▶ Information supplied
BEGIN

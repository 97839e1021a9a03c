//! crates/tb_io/src/hasher.rs
//!
//! Bracket fingerprint: `BR:` + lowercase SHA-256 hex of the canonical JSON
//! bytes. Hashing the exact bytes that get written means the printed id
//! matches `sha256sum` of the output file.

#![forbid(unsafe_code)]

use sha2::{Digest, Sha256};

pub const BRACKET_ID_PREFIX: &str = "BR:";

/// Lowercase SHA-256 hex over raw bytes.
pub fn sha256_hex(bytes: &[u8]) -> String {
    hex::encode(Sha256::digest(bytes))
}

/// `BR:<hex>` from canonical bracket bytes already in hand.
pub fn bracket_id_from_bytes(canonical: &[u8]) -> String {
    format!("{BRACKET_ID_PREFIX}{}", sha256_hex(canonical))
}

END

▶ Exercise requirements
Filter the entries and copy out every line with the word "String".

▶ Your solution
pub fn sha256_hex(bytes: &[u8]) -> String {
pub fn bracket_id_from_bytes(canonical: &[u8]) -> String {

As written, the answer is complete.